▶ [What you have to do]: The records that follow need to be output exactly as they are.

▶ [Supplied material]:

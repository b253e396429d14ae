//! Initial particle layouts.
//!
//! A [`Scene`] expands into the particle records a run starts from. Layouts
//! are placed relative to the run's domain, so the same scene description
//! works for any domain size.

use std::f32::consts::TAU;

use fluid_kernel::ParticleRecord;
use rand::rngs::StdRng;
use rand::{Rng, SeedableRng};
use serde::{Deserialize, Serialize};

/// Largest number of particles a scene may generate.
pub const MAX_SCENE_PARTICLES: usize = 1 << 24;

fn default_seed() -> u64 {
    112_358
}

/// Initial particle layout
#[derive(Debug, Clone, PartialEq, Serialize, Deserialize)]
#[serde(tag = "kind")]
pub enum Scene {
    /// Regular lattice filling an axis-aligned box (dam break setup)
    Block {
        /// Minimum corner of the filled box
        min: [f32; 3],
        /// Maximum corner of the filled box
        max: [f32; 3],
        /// Lattice spacing
        spacing: f32,
        /// Fluid density used to derive particle mass (`density * spacing^3`)
        density: f32,
    },
    /// Particles at rest along the domain diagonal
    Line {
        /// Number of particles
        count: usize,
        /// Mass of each particle
        mass: f32,
    },
    /// Two mirrored half-diagonals, particles alternating between them
    TwoLines {
        /// Number of particles
        count: usize,
        /// Mass of each particle
        mass: f32,
    },
    /// All particles at one point with random outward velocities
    Explosion {
        /// Number of particles
        count: usize,
        /// Mass of each particle
        mass: f32,
        /// Starting point (domain center when absent)
        #[serde(default)]
        center: Option<[f32; 3]>,
        /// Largest initial speed
        max_speed: f32,
        /// Random seed
        #[serde(default = "default_seed")]
        seed: u64,
    },
    /// Particles at rest, uniformly random over the domain
    Uniform {
        /// Number of particles
        count: usize,
        /// Mass of each particle
        mass: f32,
        /// Random seed
        #[serde(default = "default_seed")]
        seed: u64,
    },
}

fn lerp(a: f32, b: f32, t: f32) -> f32 {
    a + (b - a) * t
}

impl Scene {
    /// Number of particles [`Scene::generate`] produces, or `None` if a
    /// block lattice is too fine to count in a `usize`.
    pub fn particle_count(&self) -> Option<usize> {
        match *self {
            Scene::Block { min, max, spacing, .. } => {
                let [nx, ny, nz] = lattice_dims(min, max, spacing);
                nx.checked_mul(ny)?.checked_mul(nz)
            }
            Scene::Line { count, .. }
            | Scene::TwoLines { count, .. }
            | Scene::Explosion { count, .. }
            | Scene::Uniform { count, .. } => Some(count),
        }
    }

    /// Generate the particle records for a domain.
    pub fn generate(&self, domain_min: [f32; 3], domain_max: [f32; 3]) -> Vec<ParticleRecord> {
        let center = [
            0.5 * (domain_min[0] + domain_max[0]),
            0.5 * (domain_min[1] + domain_max[1]),
            0.5 * (domain_min[2] + domain_max[2]),
        ];

        let records = match *self {
            Scene::Block {
                min,
                max,
                spacing,
                density,
            } => block(min, max, spacing, density),

            Scene::Line { count, mass } => (0..count)
                .map(|i| {
                    let t = i as f32 / count as f32;
                    let position = [0usize, 1, 2].map(|a| lerp(domain_min[a], domain_max[a], t));
                    ParticleRecord::at_rest(position, mass)
                })
                .collect(),

            Scene::TwoLines { count, mass } => (0..count)
                .map(|i| {
                    let t = i as f32 / count as f32;
                    // Odd particles climb the lower half in x, even ones descend the upper half
                    let x = if i % 2 == 1 {
                        lerp(domain_min[0], center[0], t)
                    } else {
                        lerp(domain_max[0], center[0], t)
                    };
                    let y = lerp(domain_min[1], domain_max[1], t);
                    let z = lerp(domain_min[2], domain_max[2], t);
                    ParticleRecord::at_rest([x, y, z], mass)
                })
                .collect(),

            Scene::Explosion {
                count,
                mass,
                center: origin,
                max_speed,
                seed,
            } => {
                let origin = origin.unwrap_or(center);
                let mut rng = StdRng::seed_from_u64(seed);
                (0..count)
                    .map(|i| {
                        let angle = rng.random_range(0.0..TAU);
                        let speed = rng.random_range(0.0..=max_speed);
                        let t = i as f32 / count as f32;
                        ParticleRecord {
                            position: origin,
                            velocity: [
                                speed * angle.cos(),
                                speed * angle.sin(),
                                max_speed * (2.0 * t - 1.0),
                            ],
                            mass,
                        }
                    })
                    .collect()
            }

            Scene::Uniform { count, mass, seed } => {
                let mut rng = StdRng::seed_from_u64(seed);
                (0..count)
                    .map(|_| {
                        let position = [0usize, 1, 2].map(|a| lerp(domain_min[a], domain_max[a], rng.random::<f32>()));
                        ParticleRecord::at_rest(position, mass)
                    })
                    .collect()
            }
        };

        tracing::info!("Scene generated: {} particles", records.len());
        records
    }
}

/// Lattice points per axis for a block fill.
fn lattice_dims(min: [f32; 3], max: [f32; 3], spacing: f32) -> [usize; 3] {
    if spacing.is_nan() || spacing <= 0.0 {
        return [0; 3];
    }
    [0, 1, 2].map(|a| ((max[a] - min[a]) / spacing + 1.0e-4).floor().max(0.0) as usize)
}

/// Lattice fill of `[min, max]`, first particle half a spacing in from `min`.
///
/// Lattices over [`MAX_SCENE_PARTICLES`] generate nothing; run configuration
/// validation rejects them first.
fn block(min: [f32; 3], max: [f32; 3], spacing: f32, density: f32) -> Vec<ParticleRecord> {
    let [nx, ny, nz] = lattice_dims(min, max, spacing);
    let total = match nx.checked_mul(ny).and_then(|n| n.checked_mul(nz)) {
        Some(total) if total <= MAX_SCENE_PARTICLES => total,
        _ => {
            tracing::warn!("Block lattice {}x{}x{} exceeds the particle limit", nx, ny, nz);
            return Vec::new();
        }
    };
    let mass = density * spacing * spacing * spacing;

    let mut records = Vec::with_capacity(total);
    for i in 0..nx {
        for j in 0..ny {
            for k in 0..nz {
                let x = min[0] + (i as f32 + 0.5) * spacing;
                let y = min[1] + (j as f32 + 0.5) * spacing;
                let z = min[2] + (k as f32 + 0.5) * spacing;
                records.push(ParticleRecord::at_rest([x, y, z], mass));
            }
        }
    }
    records
}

▶ [Solution to this problem]:
repository b253e396429d14ae
//! Initial particle layouts.
//!
//! A [`Scene`] expands into the particle records a run starts from. Layouts
//! are placed relative to the run's domain, so the same scene description
//! works for any domain size.

use std::f32::consts::TAU;

use fluid_kernel::ParticleRecord;
use rand::rngs::StdRng;
use rand::{Rng, SeedableRng};
use serde::{Deserialize, Serialize};

/// Largest number of particles a scene may generate.
pub const MAX_SCENE_PARTICLES: usize = 1 << 24;

fn default_seed() -> u64 {
    112_358
}

/// Initial particle layout
#[derive(Debug, Clone, PartialEq, Serialize, Deserialize)]
#[serde(tag = "kind")]
pub enum Scene {
    /// Regular lattice filling an axis-aligned box (dam break setup)
    Block {
        /// Minimum corner of the filled box
        min: [f32; 3],
        /// Maximum corner of the filled box
        max: [f32; 3],
        /// Lattice spacing
        spacing: f32,
        /// Fluid density used to derive particle mass (`density * spacing^3`)
        density: f32,
    },
    /// Particles at rest along the domain diagonal
    Line {
        /// Number of particles
        count: usize,
        /// Mass of each particle
        mass: f32,
    },
    /// Two mirrored half-diagonals, particles alternating between them
    TwoLines {
        /// Number of particles
        count: usize,
        /// Mass of each particle
        mass: f32,
    },
    /// All particles at one point with random outward velocities
    Explosion {
        /// Number of particles
        count: usize,
        /// Mass of each particle
        mass: f32,
        /// Starting point (domain center when absent)
        #[serde(default)]
        center: Option<[f32; 3]>,
        /// Largest initial speed
        max_speed: f32,
        /// Random seed
        #[serde(default = "default_seed")]
        seed: u64,
    },
    /// Particles at rest, uniformly random over the domain
    Uniform {
        /// Number of particles
        count: usize,
        /// Mass of each particle
        mass: f32,
        /// Random seed
        #[serde(default = "default_seed")]
        seed: u64,
    },
}

fn lerp(a: f32, b: f32, t: f32) -> f32 {
    a + (b - a) * t
}

impl Scene {
    /// Number of particles [`Scene::generate`] produces, or `None` if a
    /// block lattice is too fine to count in a `usize`.
    pub fn particle_count(&self) -> Option<usize> {
        match *self {
            Scene::Block { min, max, spacing, .. } => {
                let [nx, ny, nz] = lattice_dims(min, max, spacing);
                nx.checked_mul(ny)?.checked_mul(nz)
            }
            Scene::Line { count, .. }
            | Scene::TwoLines { count, .. }
            | Scene::Explosion { count, .. }
            | Scene::Uniform { count, .. } => Some(count),
        }
    }

    /// Generate the particle records for a domain.
    pub fn generate(&self, domain_min: [f32; 3], domain_max: [f32; 3]) -> Vec<ParticleRecord> {
        let center = [
            0.5 * (domain_min[0] + domain_max[0]),
            0.5 * (domain_min[1] + domain_max[1]),
            0.5 * (domain_min[2] + domain_max[2]),
        ];

        let records = match *self {
            Scene::Block {
                min,
                max,
                spacing,
                density,
            } => block(min, max, spacing, density),

            Scene::Line { count, mass } => (0..count)
                .map(|i| {
                    let t = i as f32 / count as f32;
                    let position = [0usize, 1, 2].map(|a| lerp(domain_min[a], domain_max[a], t));
                    ParticleRecord::at_rest(position, mass)
                })
                .collect(),

            Scene::TwoLines { count, mass } => (0..count)
                .map(|i| {
                    let t = i as f32 / count as f32;
                    // Odd particles climb the lower half in x, even ones descend the upper half
                    let x = if i % 2 == 1 {
                        lerp(domain_min[0], center[0], t)
                    } else {
                        lerp(domain_max[0], center[0], t)
                    };
                    let y = lerp(domain_min[1], domain_max[1], t);
                    let z = lerp(domain_min[2], domain_max[2], t);
                    ParticleRecord::at_rest([x, y, z], mass)
                })
                .collect(),

            Scene::Explosion {
                count,
                mass,
                center: origin,
                max_speed,
                seed,
            } => {
                let origin = origin.unwrap_or(center);
                let mut rng = StdRng::seed_from_u64(seed);
                (0..count)
                    .map(|i| {
                        let angle = rng.random_range(0.0..TAU);
                        let speed = rng.random_range(0.0..=max_speed);
                        let t = i as f32 / count as f32;
                        ParticleRecord {
                            position: origin,
                            velocity: [
                                speed * angle.cos(),
                                speed * angle.sin(),
                                max_speed * (2.0 * t - 1.0),
                            ],
                            mass,
                        }
                    })
                    .collect()
            }

            Scene::Uniform { count, mass, seed } => {
                let mut rng = StdRng::seed_from_u64(seed);
                (0..count)
                    .map(|_| {
                        let position = [0usize, 1, 2].map(|a| lerp(domain_min[a], domain_max[a], rng.random::<f32>()));
                        ParticleRecord::at_rest(position, mass)
                    })
                    .collect()
            }
        };

        tracing::info!("Scene generated: {} particles", records.len());
        records
    }
}

/// Lattice points per axis for a block fill.
fn lattice_dims(min: [f32; 3], max: [f32; 3], spacing: f32) -> [usize; 3] {
    if spacing.is_nan() || spacing <= 0.0 {
        return [0; 3];
    }
    [0, 1, 2].map(|a| ((max[a] - min[a]) / spacing + 1.0e-4).floor().max(0.0) as usize)
}

/// Lattice fill of `[min, max]`, first particle half a spacing in from `min`.
///
/// Lattices over [`MAX_SCENE_PARTICLES`] generate nothing; run configuration
/// validation rejects them first.
fn block(min: [f32; 3], max: [f32; 3], spacing: f32, density: f32) -> Vec<ParticleRecord> {
    let [nx, ny, nz] = lattice_dims(min, max, spacing);
    let total = match nx.checked_mul(ny).and_then(|n| n.checked_mul(nz)) {
        Some(total) if total <= MAX_SCENE_PARTICLES => total,
        _ => {
            tracing::warn!("Block lattice {}x{}x{} exceeds the particle limit", nx, ny, nz);
            return Vec::new();
        }
    };
    let mass = density * spacing * spacing * spacing;

    let mut records = Vec::with_capacity(total);
    for i in 0..nx {
        for j in 0..ny {
            for k in 0..nz {
                let x = min[0] + (i as f32 + 0.5) * spacing;
                let y = min[1] + (j as f32 + 0.5) * spacing;
                let z = min[2] + (k as f32 + 0.5) * spacing;
                records.push(ParticleRecord::at_rest([x, y, z], mass));
            }
        }
    }
    records
}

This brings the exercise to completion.